O fluxo de novas emissões em 2018 atingiu U$S 800 bilhões, nível tão elevado quanto o do melhor ano pré-CFG, mas com algumas particularidades: metade desses empréstimos foi destinada a compras alavancadas, fusões e aquisições, recompra de ações e pagamento de dividendos. Outro aspecto importante é a queda da qualidade dos tomadores dos créditos, com a predominância dos graus especulativos e a redução de garantias. Neste âmbito, 80% dos créditos originados em 2018 foram com baixa garantia (convenant-lite). Por fim, estabeleceu-se uma mecânica explosiva de ampliação dos novos empréstimos, que podem ocorrer automaticamente se os rendimentos propostos pelos tomadores se confirmarem. Em resumo, das fragilidades criadas pela bolha, essa é indiscutivelmente a maior.
Um aspecto que não pode ser menosprezado nas perspectivas da economia internacional é o da escalada tarifária, na iminência de se converter em uma guerra comercial. A despeito de se encontrar ainda nos seus primórdios, a elevação de tarifas já contribuiu para o aumento da inflação ao consumidor, mas principalmente elevou preços de insumos e bens intermediários relevantes das cadeias produtivas, conduzindo ao atraso e mesmo cancelamento de investimentos programados, ampliando a desaceleração. É discutível se as tarifas serão os instrumentos adequados para promover a re-localização da produção e dos fluxos de comércio. Mas, se o fizerem, será à custa da desestruturação de uma forma de organização da produção e da concorrência, definidoras da essência da globalização: as cadeias globais de valor. E isso não se fará sem custos.
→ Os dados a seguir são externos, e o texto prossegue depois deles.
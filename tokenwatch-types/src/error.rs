use std::time::Duration;

use serde::{Deserialize, Serialize};
use thiserror::Error;

/// Unified error type for the tokenwatch aggregator.
///
/// Variants line up with the error taxonomy the Scheduler, Retry wrapper, and
/// Snapshot Store use to decide whether a failure is retryable, fatal for a
/// tick, or safe to swallow and log.
#[derive(Debug, Error, Clone, Serialize, Deserialize)]
#[non_exhaustive]
pub enum AggError {
    /// HTTP timeout, connection failure, or a response body that failed to parse.
    #[error("transport error calling {upstream}: {message}")]
    Transport {
        /// Upstream tag the call was made against.
        upstream: String,
        /// Human-readable failure description.
        message: String,
    },

    /// The upstream (or the local rate limiter) rejected the call for now.
    #[error("rate limited on {upstream}, retry after {retry_after_ms}ms")]
    RateLimited {
        /// Upstream tag that was rate limited.
        upstream: String,
        /// Milliseconds until the next permit is available.
        retry_after_ms: u64,
    },

    /// The external cache backing the Snapshot Store could not be reached.
    #[error("cache unavailable: {0}")]
    CacheUnavailable(String),

    /// A single record failed validation (missing address, non-positive price, ...).
    #[error("validation failed for {address}: {reason}")]
    ValidationError {
        /// Address of the offending record, if known.
        address: String,
        /// Reason the record was rejected.
        reason: String,
    },

    /// Configuration is missing or malformed. Fatal at startup; never retried.
    #[error("config error: {0}")]
    ConfigError(String),

    /// Some but not all upstreams failed during a tick; the snapshot was still produced.
    #[error("{failed}/{attempted} upstreams failed: {details:?}")]
    PartialFailure {
        /// Number of upstreams that produced a usable result.
        successful: usize,
        /// Number of upstreams that failed outright.
        failed: usize,
        /// Total upstreams attempted this tick (successful + failed).
        attempted: usize,
        /// One message per failed upstream.
        details: Vec<String>,
    },

    /// Every upstream failed in the same tick; the tick is aborted without replacing the snapshot.
    #[error("all upstreams failed: {0:?}")]
    AllUpstreamsFailed(Vec<String>),

    /// The caller (shutdown signal, dropped task) cancelled the operation. Never retried.
    #[error("cancelled")]
    Cancelled,
}

impl AggError {
    /// Build a [`Transport`](Self::Transport) error.
    pub fn transport(upstream: impl Into<String>, message: impl Into<String>) -> Self {
        Self::Transport {
            upstream: upstream.into(),
            message: message.into(),
        }
    }

    /// Build a [`RateLimited`](Self::RateLimited) error from a concrete wait duration.
    #[must_use]
    pub fn rate_limited(upstream: impl Into<String>, retry_after: Duration) -> Self {
        Self::RateLimited {
            upstream: upstream.into(),
            retry_after_ms: u64::try_from(retry_after.as_millis()).unwrap_or(u64::MAX),
        }
    }

    /// Build a [`ValidationError`](Self::ValidationError) for a rejected record.
    pub fn validation(address: impl Into<String>, reason: impl Into<String>) -> Self {
        Self::ValidationError {
            address: address.into(),
            reason: reason.into(),
        }
    }

    /// Whether the Retry wrapper should attempt this call again.
    ///
    /// `ConfigError` and `Cancelled` are never retried; everything else
    /// represents a transient upstream condition.
    #[must_use]
    pub fn is_retryable(&self) -> bool {
        !matches!(self, Self::ConfigError(_) | Self::Cancelled)
    }
}
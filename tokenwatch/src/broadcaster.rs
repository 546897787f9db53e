//! Routes change events to global and per-token subscriber sets.

use std::collections::{HashMap, HashSet};
use std::sync::Mutex;

use tokenwatch_types::Event;
use tokio::sync::mpsc;

/// Opaque connection identity, owned by the (out-of-scope) transport layer.
pub type ConnectionId = u64;

struct Subscriber {
    addresses: HashSet<String>,
    /// Receives every `batch_update` and alert event, regardless of subscription.
    global: mpsc::Sender<Event>,
    /// Receives a second, targeted copy of any alert whose address is in `addresses`.
    per_token: mpsc::Sender<Event>,
}

/// Holds the `subscribers` map described in §4.8: connection-id to its
/// per-token subscription set, plus the channels used to deliver to it.
///
/// Delivery is best-effort, at-most-once, and fire-and-forget: a full or
/// closed channel is silently dropped rather than propagated, matching the
/// contract that a slow subscriber never blocks others.
pub struct Broadcaster {
    subscribers: Mutex<HashMap<ConnectionId, Subscriber>>,
}

impl Default for Broadcaster {
    fn default() -> Self {
        Self::new()
    }
}

impl Broadcaster {
    #[must_use]
    pub fn new() -> Self {
        Self {
            subscribers: Mutex::new(HashMap::new()),
        }
    }

    /// Register a new connection with an empty subscription set. Never fails.
    ///
    /// `global` carries every event; `per_token` carries the extra targeted
    /// copy of alerts the connection has subscribed to.
    pub fn on_connect(&self, id: ConnectionId, global: mpsc::Sender<Event>, per_token: mpsc::Sender<Event>) {
        self.subscribers.lock().expect("poisoned").insert(
            id,
            Subscriber {
                addresses: HashSet::new(),
                global,
                per_token,
            },
        );
    }

    /// Add lowercased addresses to `id`'s subscription set.
    pub fn subscribe(&self, id: ConnectionId, addresses: impl IntoIterator<Item = String>) {
        if let Some(sub) = self.subscribers.lock().expect("poisoned").get_mut(&id) {
            sub.addresses
                .extend(addresses.into_iter().map(|a| a.to_lowercase()));
        }
    }

    /// Remove addresses from `id`'s subscription set.
    pub fn unsubscribe(&self, id: ConnectionId, addresses: impl IntoIterator<Item = String>) {
        if let Some(sub) = self.subscribers.lock().expect("poisoned").get_mut(&id) {
            for address in addresses {
                sub.addresses.remove(&address.to_lowercase());
            }
        }
    }

    /// Remove `id` and its subscription set entirely.
    pub fn on_disconnect(&self, id: ConnectionId) {
        self.subscribers.lock().expect("poisoned").remove(&id);
    }

    /// Deliver every event in `batch` to all connected subscribers over the
    /// global channel. For events that carry an address (the alert kinds),
    /// additionally deliver a second copy over the per-token channel of any
    /// subscriber whose set contains that address.
    pub fn broadcast(&self, batch: &[Event]) {
        let subscribers = self.subscribers.lock().expect("poisoned");
        for event in batch {
            let address = event.payload.address().map(str::to_lowercase);
            for sub in subscribers.values() {
                let _ = sub.global.try_send(event.clone());
                if let Some(addr) = address.as_deref() {
                    if sub.addresses.contains(addr) {
                        let _ = sub.per_token.try_send(event.clone());
                    }
                }
            }
        }
    }

    /// Number of currently connected subscribers.
    #[must_use]
    pub fn connection_count(&self) -> usize {
        self.subscribers.lock().expect("poisoned").len()
    }
}
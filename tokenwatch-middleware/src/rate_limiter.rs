//! Per-upstream token-bucket admission.

use std::collections::HashMap;
use std::sync::Mutex;
use std::time::{Duration, Instant};

use tokenwatch_types::{AggError, RateLimiterConfig};

struct Bucket {
    points: f64,
    duration: Duration,
    tokens: f64,
    last_refill: Instant,
}

impl Bucket {
    fn new(config: RateLimiterConfig) -> Self {
        Self {
            points: f64::from(config.points),
            duration: config.duration,
            tokens: f64::from(config.points),
            last_refill: Instant::now(),
        }
    }

    /// Refill linearly based on elapsed time, then try to take one token.
    ///
    /// Returns `Ok(())` on success, or `Err(retry_after)` with the wait until
    /// the next permit becomes available.
    fn try_acquire(&mut self) -> Result<(), Duration> {
        let now = Instant::now();
        let elapsed = now.duration_since(self.last_refill).as_secs_f64();
        self.last_refill = now;
        let refill_rate = self.points / self.duration.as_secs_f64();
        self.tokens = (self.tokens + elapsed * refill_rate).min(self.points);

        if self.tokens >= 1.0 {
            self.tokens -= 1.0;
            Ok(())
        } else {
            let deficit = 1.0 - self.tokens;
            let wait_secs = deficit / refill_rate;
            Err(Duration::from_secs_f64(wait_secs.max(0.0)))
        }
    }
}

/// Token-bucket rate limiter keyed by upstream tag.
///
/// `acquire` never blocks: it either grants a permit immediately or returns
/// [`AggError::RateLimited`] with the wait until the next one refills. Callers
/// (typically the Retry wrapper) decide whether to wait.
pub struct RateLimiter {
    buckets: Mutex<HashMap<String, Bucket>>,
}

impl RateLimiter {
    /// Configure one bucket per upstream tag. Tags not present here make
    /// `acquire` return [`AggError::ConfigError`].
    #[must_use]
    pub fn new(configs: HashMap<String, RateLimiterConfig>) -> Self {
        let buckets = configs
            .into_iter()
            .map(|(tag, cfg)| (tag, Bucket::new(cfg)))
            .collect();
        Self {
            buckets: Mutex::new(buckets),
        }
    }

    /// Attempt to consume one permit for `tag`.
    pub fn acquire(&self, tag: &str) -> Result<(), AggError> {
        let mut buckets = self.buckets.lock().expect("rate limiter mutex poisoned");
        let bucket = buckets
            .get_mut(tag)
            .ok_or_else(|| AggError::ConfigError(format!("unknown rate-limiter tag: {tag}")))?;
        bucket
            .try_acquire()
            .map_err(|retry_after| AggError::rate_limited(tag, retry_after))
    }
}
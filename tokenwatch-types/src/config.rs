//! Configuration types for the aggregator pipeline, cache, and transport boundary.
//!
//! All defaults mirror the documented defaults in the external interface contract:
//! 10s update interval, 30s cache TTL, 50-record adapter batch cap, 1000-token snapshot cap.

use std::time::Duration;

use serde::{Deserialize, Serialize};

/// Per-upstream token-bucket admission parameters.
///
/// `points` permits are refilled linearly over `duration`. See
/// [`tokenwatch_middleware::RateLimiter`] for the admission algorithm.
#[derive(Debug, Clone, Copy, Serialize, Deserialize)]
pub struct RateLimiterConfig {
    /// Permits available per window.
    pub points: u32,
    /// Refill window.
    pub duration: Duration,
}

impl Default for RateLimiterConfig {
    fn default() -> Self {
        Self {
            points: 300,
            duration: Duration::from_secs(60),
        }
    }
}

/// Exponential-backoff-with-jitter parameters for the Retry wrapper.
#[derive(Debug, Clone, Copy, Serialize, Deserialize)]
pub struct RetryConfig {
    /// Maximum number of attempts, including the first.
    pub max_attempts: u32,
    /// Base delay used in `base_delay * 2^(k-2)` before attempt `k`.
    pub base_delay: Duration,
}

impl Default for RetryConfig {
    fn default() -> Self {
        Self {
            max_attempts: 3,
            base_delay: Duration::from_secs(1),
        }
    }
}

/// Configuration for a single Upstream Adapter.
#[derive(Debug, Clone)]
pub struct UpstreamConfig {
    /// Stable tag identifying this upstream in `sources`, logs, and rate-limiter keys.
    pub tag: String,
    /// Base URL the adapter issues its GET against.
    pub base_url: String,
    /// Admission policy for this upstream.
    pub rate_limiter: RateLimiterConfig,
    /// Retry policy for this upstream's fetch call.
    pub retry: RetryConfig,
}

/// Cache connection and TTL configuration for the Snapshot Store.
#[derive(Debug, Clone)]
pub struct CacheConfig {
    /// Connection string for the external key-value cache.
    pub cache_url: String,
    /// TTL applied to `tokens:all` and `token:<address>` entries.
    pub ttl: Duration,
}

impl Default for CacheConfig {
    fn default() -> Self {
        Self {
            cache_url: "redis://127.0.0.1:6379".to_string(),
            ttl: Duration::from_secs(30),
        }
    }
}

/// Scheduler cadence and batch-size knobs.
#[derive(Debug, Clone, Copy, Serialize, Deserialize)]
pub struct SchedulerConfig {
    /// Period between ticks.
    pub update_interval: Duration,
    /// Per-adapter cap on the number of records returned by `fetch`.
    pub batch_size: usize,
    /// Cap on the number of tokens kept in a published snapshot.
    pub max_tokens: usize,
    /// Number of per-token cache keys written alongside `tokens:all`.
    pub per_token_cache_cap: usize,
}

impl Default for SchedulerConfig {
    fn default() -> Self {
        Self {
            update_interval: Duration::from_secs(10),
            batch_size: 50,
            max_tokens: 1000,
            per_token_cache_cap: 100,
        }
    }
}

/// Top-level application configuration, assembled once at startup from the environment.
#[derive(Debug, Clone)]
pub struct AppConfig {
    /// Snapshot Store / cache settings.
    pub cache: CacheConfig,
    /// Scheduler cadence and batch-size knobs.
    pub scheduler: SchedulerConfig,
    /// One entry per configured Upstream Adapter.
    pub upstreams: Vec<UpstreamConfig>,
    /// TCP port the (out-of-scope) transport layer listens on; carried here only
    /// because it shares the same environment-driven startup path.
    pub listen_port: u16,
}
Os fatos discutidos acima apontam para dois processos em curso: a desaceleração econômica e o insuflar da bolha. Dessa perspectiva, além do modo de operação de uma economia financeirizada, serão decisivos para definir os rumos da economia global a política comercial e a monetária, sobretudo a segunda, tendo os Estados Unidos como epicentro. A ninguém cabe desconhecer os distúrbios que as sucessivas elevações das taxas de juros – mormente nos Estados Unidos – provocaram nos mercados financeiros no último trimestre de 2018. Isso levou o FED, na sua reunião de 31 de janeiro de 2019 a recuar do seu caminho anunciado originalmente, de fazer mais duas elevações dos juros neste ano, a pretexto de que o aumento das taxas estava induzindo uma desaceleração muito rápida.
O verdadeiro motivo para a mudança de curso do Banco Central norte-americano foi a volatilidade nos mercados financeiros. A sua reviravolta deixou grande parte do mercado norte-americano perplexo. Mas o fato é que com a financeirização da economia e o peso crescente dos mercados
líquidos de títulos, e a recorrência das bolhas, o FED encontra-se reiteradamente diante de uma espécie de escolha de Sofia. No caso recente, ou mantinha um ritmo significativo de aumento dos juros, levando ao aprofundamento da desaceleração e quiçá à sua conversão em recessão, mas mantendo a bolha sob controle; ou recuava nesse ritmo de aumento e mesmo de atenuação da reversão do QE. Nesse caso, o bônus pode ser o de acentuar a desaceleração; e o ônus, o de estimular a bolha, aumentando, com os riscos de seu estouro posterior, o da eclosão de uma nova crise financeira.
As opiniões expressas no artigo são de responsabilidade do autor.
* Ricardo Carneiro é professor titular do Instituto de Economia da Unicamp.